Jay, I was treated with proton therapy in 2016 for prostate cancer at Provision CARES Proton Therapy Center in Knoxville, TN. Since then, I have been an avid proponent of proton therapy, having written three books and started three websites. As with other proton therapy blogs, I have responded at length to your unwarranted negativity about this subject. In this personal message to you, I want to be more specific.
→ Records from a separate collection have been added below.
//! Endpoint types and detected endpoints

use super::Language;
use serde::{Deserialize, Serialize};

/// Closed set of source-API usage categories
#[derive(Debug, Clone, Copy, PartialEq, Eq, PartialOrd, Ord, Hash, Serialize, Deserialize)]
#[serde(rename_all = "snake_case")]
pub enum EndpointType {
    /// Hosted payment page token creation
    HostedPayments,
    /// Checkout script embedding
    Checkout,
    /// Direct transaction processing
    ProcessTransaction,
    /// Batch upload and settlement
    BatchProcessing,
    /// Terminal and device management
    DeviceManagement,
}

impl EndpointType {
    /// All endpoint types, in detection tie-break order
    pub fn all() -> [EndpointType; 5] {
        [
            EndpointType::HostedPayments,
            EndpointType::Checkout,
            EndpointType::ProcessTransaction,
            EndpointType::BatchProcessing,
            EndpointType::DeviceManagement,
        ]
    }

    /// Key used in the mapping dictionary and persisted records
    pub fn as_str(&self) -> &'static str {
        match self {
            EndpointType::HostedPayments => "hosted_payments",
            EndpointType::Checkout => "checkout",
            EndpointType::ProcessTransaction => "process_transaction",
            EndpointType::BatchProcessing => "batch_processing",
            EndpointType::DeviceManagement => "device_management",
        }
    }

    pub fn display_name(&self) -> &'static str {
        match self {
            EndpointType::HostedPayments => "Hosted Payments",
            EndpointType::Checkout => "Checkout",
            EndpointType::ProcessTransaction => "Process Transaction",
            EndpointType::BatchProcessing => "Batch Processing",
            EndpointType::DeviceManagement => "Device Management",
        }
    }
}

impl std::fmt::Display for EndpointType {
    fn fmt(&self, f: &mut std::fmt::Formatter<'_>) -> std::fmt::Result {
        f.write_str(self.as_str())
    }
}

impl std::str::FromStr for EndpointType {
    type Err = crate::Error;

    fn from_str(s: &str) -> Result<Self, Self::Err> {
        let normalized = s.trim().to_lowercase().replace(['-', ' '], "_");
        match normalized.as_str() {
            "hosted_payments" | "hostedpayments" => Ok(EndpointType::HostedPayments),
            "checkout" => Ok(EndpointType::Checkout),
            "process_transaction" | "processtransaction" => Ok(EndpointType::ProcessTransaction),
            "batch_processing" | "batchprocessing" => Ok(EndpointType::BatchProcessing),
            "device_management" | "devicemanagement" => Ok(EndpointType::DeviceManagement),
            _ => Err(crate::Error::UnknownEndpointType(s.to_string())),
        }
    }
}

/// One usage of the source API found in a file.
///
/// Produced by the detector and never mutated afterwards.
#[derive(Debug, Clone, PartialEq, Serialize, Deserialize)]
pub struct DetectedEndpoint {
    pub id: String,
    pub file_path: String,
    /// 1-based line of the first line of `code`
    pub line_number: usize,
    pub endpoint_type: EndpointType,
    /// Exact text of the whole lines covering the usage
    pub code: String,
    /// Source-API field names, ordered and unique
    pub ssl_fields: Vec<String>,
    pub language: Language,
    /// Detection confidence in [0, 1]
    pub confidence: f64,
    /// Hash of the whole scanned text at detection time
    #[serde(default, skip_serializing_if = "Option::is_none")]
    pub content_hash: Option<String>,
}

impl DetectedEndpoint {
    /// Build an endpoint with a fresh id, de-duplicating `ssl_fields` in order
    pub fn new(
        file_path: impl Into<String>,
        line_number: usize,
        endpoint_type: EndpointType,
        code: impl Into<String>,
        ssl_fields: Vec<String>,
        language: Language,
        confidence: f64,
    ) -> Self {
        let mut unique = Vec::with_capacity(ssl_fields.len());
        for field in ssl_fields {
            if !unique.contains(&field) {
                unique.push(field);
            }
        }

        Self {
            id: uuid::Uuid::new_v4().to_string(),
            file_path: file_path.into(),
            line_number,
            endpoint_type,
            code: code.into(),
            ssl_fields: unique,
            language,
            confidence: confidence.clamp(0.0, 1.0),
            content_hash: None,
        }
    }

    pub fn with_content_hash(mut self, hash: impl Into<String>) -> Self {
        self.content_hash = Some(hash.into());
        self
    }
}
A new proton therapy center is being planned for Salt Lake City. Here is some of their press release:

“Bringing proton therapy to Utah is completely in keeping with the vision we had when we founded HCI over two decades ago” institute founder Jon M. Huntsman Sr. said in a written statement. “I remain absolutely committed to ensure that our patients have access to the very best equipment and expertise to fight their cancer. Proton therapy is yet another tool we will bring to our patients to give them the best possible outcomes against this dreadful disease.”

I would like to suggest that Dr. Huntsman is not in an arms race, he is not duping rollicking investors, he is not victim of a price bubble, he is not proceeding in great haste without proper scientific evidence. He recognizes the potential of proton therapy in the treatment of cancer and he wants to have that capacity at his clinic. That is what is really happening with proton therapy.

Muckraking has been the tool of many journalists trying to make a name for themselves. But, once you arrive at a more reputable reputation, perhaps you are at least peripherally interested in being correct in your facts. Notwithstanding the intentional negative aspersions, proton therapy is indeed very expensive, some centers have failed, others aren’t making a profit. I have written about those topics at length on my blog. I am more concerned about your lack of understanding about proton therapy itself.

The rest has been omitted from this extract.